Collected data:
=======

//! # Command Layer
//!
//! The business logic of cardboard. Every function here is generic over a
//! [`DataStore`](crate::store::DataStore) and never touches stdout, stderr or the
//! terminal; presentation layers decide how outcomes are shown.
//!
//! ## Write Model
//!
//! Each store call is atomic for a single document and nothing more. Operations
//! that touch many documents (reordering, migration, cascade deletes, imports)
//! issue independent writes and report what went through:
//!
//! - Batches ([`BatchReport`](crate::store::BatchReport)) never stop at the first
//!   failure and never roll back. Callers mirror only the ids that succeeded.
//! - Cascade deletes run children first, parent last, and can be re-run after a
//!   failure to finish the job.
//!
//! ## Derived State
//!
//! A topic's `successAverage` is recomputed after every create, edit, delete,
//! status change and import ([`status::recompute_success_average`]). Pure
//! reorders leave it alone.
//!
//! ## Command Modules
//!
//! - [`spaces`]: Space CRUD, groups, cascade delete
//! - [`topics`]: Topic CRUD, cascade delete
//! - [`flashcards`]: Card create/edit/delete and topic loading with migration
//! - [`ordering`]: `idOrder` maintenance, drag reorders under a status filter
//! - [`status`]: Status changes and success-average aggregation
//! - [`canvas`]: Topic positions and drag release
//! - [`import`]: Bulk JSON import

use serde::Serialize;

pub mod canvas;
pub mod flashcards;
pub mod import;
pub mod ordering;
pub mod spaces;
pub mod status;
pub mod topics;

/// Counts of documents removed by a cascade delete.
#[derive(Debug, Clone, Copy, Default, PartialEq, Eq, Serialize)]
pub struct CascadeReport {
    pub spaces: usize,
    pub topics: usize,
    pub flashcards: usize,
}

impl CascadeReport {
    pub fn absorb(&mut self, other: CascadeReport) {
        self.spaces += other.spaces;
        self.topics += other.topics;
        self.flashcards += other.flashcards;
    }
}
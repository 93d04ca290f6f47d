//! # Configuration
//!
//! Cardboard configuration is a [`confique`] struct loaded from layered sources,
//! highest priority first:
//!
//! 1. **Environment variables**: `CARDBOARD_DATA_DIR`, `CARDBOARD_LOG_LEVEL`.
//! 2. **Config file**: `cardboard.toml` in the OS config directory (via the
//!    `directories` crate). A missing file is fine.
//! 3. **Compiled defaults**: `#[config(default = ...)]` below.
//!
//! Command-line flags such as `--data-dir` are applied by the client on top.
//!
//! ## Available Settings
//!
//! | Key | Default | Description |
//! |-----|---------|-------------|
//! | `data_dir` | OS data dir | Root of the document store |
//! | `log_level` | `warn` | Log filter used when `RUST_LOG` is unset |
//! | `default_topic_x` | `50` | Canvas x for topics created without a position |
//! | `default_topic_y` | `50` | Canvas y for topics created without a position |

use crate::error::{CardboardError, Result};
use confique::Config;
use directories::ProjectDirs;
use serde::{Deserialize, Serialize};
use std::path::{Path, PathBuf};

pub const CONFIG_FILE_NAME: &str = "cardboard.toml";

/// Configuration for cardboard, stored in `cardboard.toml`.
#[derive(Config, Serialize, Deserialize, Debug, Clone, PartialEq)]
pub struct CardboardConfig {
    /// Root directory of the document store.
    #[config(env = "CARDBOARD_DATA_DIR")]
    pub data_dir: Option<PathBuf>,

    /// Log filter, e.g. "warn", "debug" or "cardboardapp=trace".
    #[config(env = "CARDBOARD_LOG_LEVEL", default = "warn")]
    pub log_level: String,

    #[config(default = 50.0)]
    pub default_topic_x: f64,

    #[config(default = 50.0)]
    pub default_topic_y: f64,
}

impl Default for CardboardConfig {
    fn default() -> Self {
        Self {
            data_dir: None,
            log_level: "warn".to_string(),
            default_topic_x: 50.0,
            default_topic_y: 50.0,
        }
    }
}

fn project_dirs() -> Option<ProjectDirs> {
    ProjectDirs::from("com", "cardboard", "cardboard")
}

impl CardboardConfig {
    /// Where the global `cardboard.toml` lives, if the OS has a config dir.
    pub fn default_file() -> Option<PathBuf> {
        project_dirs().map(|dirs| dirs.config_dir().join(CONFIG_FILE_NAME))
    }

    /// Loads from the environment, the global config file and defaults.
    pub fn load() -> Result<Self> {
        Self::load_from(Self::default_file().as_deref())
    }

    /// Like [`CardboardConfig::load`] with an explicit config file.
    pub fn load_from(file: Option<&Path>) -> Result<Self> {
        let mut builder = Self::builder().env();
        if let Some(path) = file {
            builder = builder.file(path);
        }
        builder
            .load()
            .map_err(|e| CardboardError::Config(e.to_string()))
    }

    /// The configured store root, falling back to the OS data directory.
    pub fn resolve_data_dir(&self) -> Result<PathBuf> {
        if let Some(dir) = &self.data_dir {
            return Ok(dir.clone());
        }
        project_dirs()
            .map(|dirs| dirs.data_dir().to_path_buf())
            .ok_or_else(|| {
                CardboardError::Config(
                    "no data directory configured and none could be determined for this OS".into(),
                )
            })
    }
}
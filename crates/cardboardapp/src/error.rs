use crate::commands::import::ImportError;
use thiserror::Error;

#[derive(Error, Debug)]
pub enum CardboardError {
    #[error("Space not found: {0}")]
    SpaceNotFound(String),

    #[error("Topic not found: {0}")]
    TopicNotFound(String),

    #[error("Flashcard not found: {0}")]
    FlashcardNotFound(String),

    #[error("Document not found: {collection}/{id}")]
    DocumentNotFound { collection: String, id: String },

    #[error("Invalid input: {0}")]
    Validation(String),

    #[error("Import rejected: {0}")]
    Import(#[from] ImportError),

    #[error("IO error: {0}")]
    Io(#[from] std::io::Error),

    #[error("Serialization error: {0}")]
    Serialization(#[from] serde_json::Error),

    #[error("Store error: {0}")]
    Store(String),

    #[error("Config error: {0}")]
    Config(String),
}

impl CardboardError {
    /// True when the error only signals that an entity is absent.
    ///
    /// Presentation layers use this to pick a navigation fallback instead of
    /// reporting a failure.
    pub fn is_not_found(&self) -> bool {
        matches!(
            self,
            CardboardError::SpaceNotFound(_)
                | CardboardError::TopicNotFound(_)
                | CardboardError::FlashcardNotFound(_)
                | CardboardError::DocumentNotFound { .. }
        )
    }
}

pub type Result<T> = std::result::Result<T, CardboardError>;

=======

Write down all of the records again, word for word.

//! # Command Layer
//!
//! The business logic of cardboard. Every function here is generic over a
//! [`DataStore`](crate::store::DataStore) and never touches stdout, stderr or the
//! terminal; presentation layers decide how outcomes are shown.
//!
//! ## Write Model
//!
//! Each store call is atomic for a single document and nothing more. Operations
//! that touch many documents (reordering, migration, cascade deletes, imports)
//! issue independent writes and report what went through:
//!
//! - Batches ([`BatchReport`](crate::store::BatchReport)) never stop at the first
//!   failure and never roll back. Callers mirror only the ids that succeeded.
//! - Cascade deletes run children first, parent last, and can be re-run after a
//!   failure to finish the job.
//!
//! ## Derived State
//!
//! A topic's `successAverage` is recomputed after every create, edit, delete,
//! status change and import ([`status::recompute_success_average`]). Pure
//! reorders leave it alone.
//!
//! ## Command Modules
//!
//! - [`spaces`]: Space CRUD, groups, cascade delete
//! - [`topics`]: Topic CRUD, cascade delete
//! - [`flashcards`]: Card create/edit/delete and topic loading with migration
//! - [`ordering`]: `idOrder` maintenance, drag reorders under a status filter
//! - [`status`]: Status changes and success-average aggregation
//! - [`canvas`]: Topic positions and drag release
//! - [`import`]: Bulk JSON import

use serde::Serialize;

pub mod canvas;
pub mod flashcards;
pub mod import;
pub mod ordering;
pub mod spaces;
pub mod status;
pub mod topics;

/// Counts of documents removed by a cascade delete.
#[derive(Debug, Clone, Copy, Default, PartialEq, Eq, Serialize)]
pub struct CascadeReport {
    pub spaces: usize,
    pub topics: usize,
    pub flashcards: usize,
}

impl CascadeReport {
    pub fn absorb(&mut self, other: CascadeReport) {
        self.spaces += other.spaces;
        self.topics += other.topics;
        self.flashcards += other.flashcards;
    }
}
repository 93d04ca290f6f47d
//! # Configuration
//!
//! Cardboard configuration is a [`confique`] struct loaded from layered sources,
//! highest priority first:
//!
//! 1. **Environment variables**: `CARDBOARD_DATA_DIR`, `CARDBOARD_LOG_LEVEL`.
//! 2. **Config file**: `cardboard.toml` in the OS config directory (via the
//!    `directories` crate). A missing file is fine.
//! 3. **Compiled defaults**: `#[config(default = ...)]` below.
//!
//! Command-line flags such as `--data-dir` are applied by the client on top.
//!
//! ## Available Settings
//!
//! | Key | Default | Description |
//! |-----|---------|-------------|
//! | `data_dir` | OS data dir | Root of the document store |
//! | `log_level` | `warn` | Log filter used when `RUST_LOG` is unset |
//! | `default_topic_x` | `50` | Canvas x for topics created without a position |
//! | `default_topic_y` | `50` | Canvas y for topics created without a position |

use crate::error::{CardboardError, Result};
use confique::Config;
use directories::ProjectDirs;
use serde::{Deserialize, Serialize};
use std::path::{Path, PathBuf};

pub const CONFIG_FILE_NAME: &str = "cardboard.toml";

/// Configuration for cardboard, stored in `cardboard.toml`.
#[derive(Config, Serialize, Deserialize, Debug, Clone, PartialEq)]
pub struct CardboardConfig {
    /// Root directory of the document store.
    #[config(env = "CARDBOARD_DATA_DIR")]
    pub data_dir: Option<PathBuf>,

    /// Log filter, e.g. "warn", "debug" or "cardboardapp=trace".
    #[config(env = "CARDBOARD_LOG_LEVEL", default = "warn")]
    pub log_level: String,

    #[config(default = 50.0)]
    pub default_topic_x: f64,

    #[config(default = 50.0)]
    pub default_topic_y: f64,
}

impl Default for CardboardConfig {
    fn default() -> Self {
        Self {
            data_dir: None,
            log_level: "warn".to_string(),
            default_topic_x: 50.0,
            default_topic_y: 50.0,
        }
    }
}

fn project_dirs() -> Option<ProjectDirs> {
    ProjectDirs::from("com", "cardboard", "cardboard")
}

impl CardboardConfig {
    /// Where the global `cardboard.toml` lives, if the OS has a config dir.
    pub fn default_file() -> Option<PathBuf> {
        project_dirs().map(|dirs| dirs.config_dir().join(CONFIG_FILE_NAME))
    }

    /// Loads from the environment, the global config file and defaults.
    pub fn load() -> Result<Self> {
        Self::load_from(Self::default_file().as_deref())
    }

    /// Like [`CardboardConfig::load`] with an explicit config file.
    pub fn load_from(file: Option<&Path>) -> Result<Self> {
        let mut builder = Self::builder().env();
        if let Some(path) = file {
            builder = builder.file(path);
        }
        builder
            .load()
            .map_err(|e| CardboardError::Config(e.to_string()))
    }

    /// The configured store root, falling back to the OS data directory.
    pub fn resolve_data_dir(&self) -> Result<PathBuf> {
        if let Some(dir) = &self.data_dir {
            return Ok(dir.clone());
        }
        project_dirs()
            .map(|dirs| dirs.data_dir().to_path_buf())
            .ok_or_else(|| {
                CardboardError::Config(
                    "no data directory configured and none could be determined for this OS".into(),
                )
            })
    }
}
filename crates/cardboardapp/src/error.rs
use crate::commands::import::ImportError;
use thiserror::Error;

#[derive(Error, Debug)]
pub enum CardboardError {
    #[error("Space not found: {0}")]
    SpaceNotFound(String),

    #[error("Topic not found: {0}")]
    TopicNotFound(String),

    #[error("Flashcard not found: {0}")]
    FlashcardNotFound(String),

    #[error("Document not found: {collection}/{id}")]
    DocumentNotFound { collection: String, id: String },

    #[error("Invalid input: {0}")]
    Validation(String),

    #[error("Import rejected: {0}")]
    Import(#[from] ImportError),

    #[error("IO error: {0}")]
    Io(#[from] std::io::Error),

    #[error("Serialization error: {0}")]
    Serialization(#[from] serde_json::Error),

    #[error("Store error: {0}")]
    Store(String),

    #[error("Config error: {0}")]
    Config(String),
}

impl CardboardError {
    /// True when the error only signals that an entity is absent.
    ///
    /// Presentation layers use this to pick a navigation fallback instead of
    /// reporting a failure.
    pub fn is_not_found(&self) -> bool {
        matches!(
            self,
            CardboardError::SpaceNotFound(_)
                | CardboardError::TopicNotFound(_)
                | CardboardError::FlashcardNotFound(_)
                | CardboardError::DocumentNotFound { .. }
        )
    }
}

pub type Result<T> = std::result::Result<T, CardboardError>;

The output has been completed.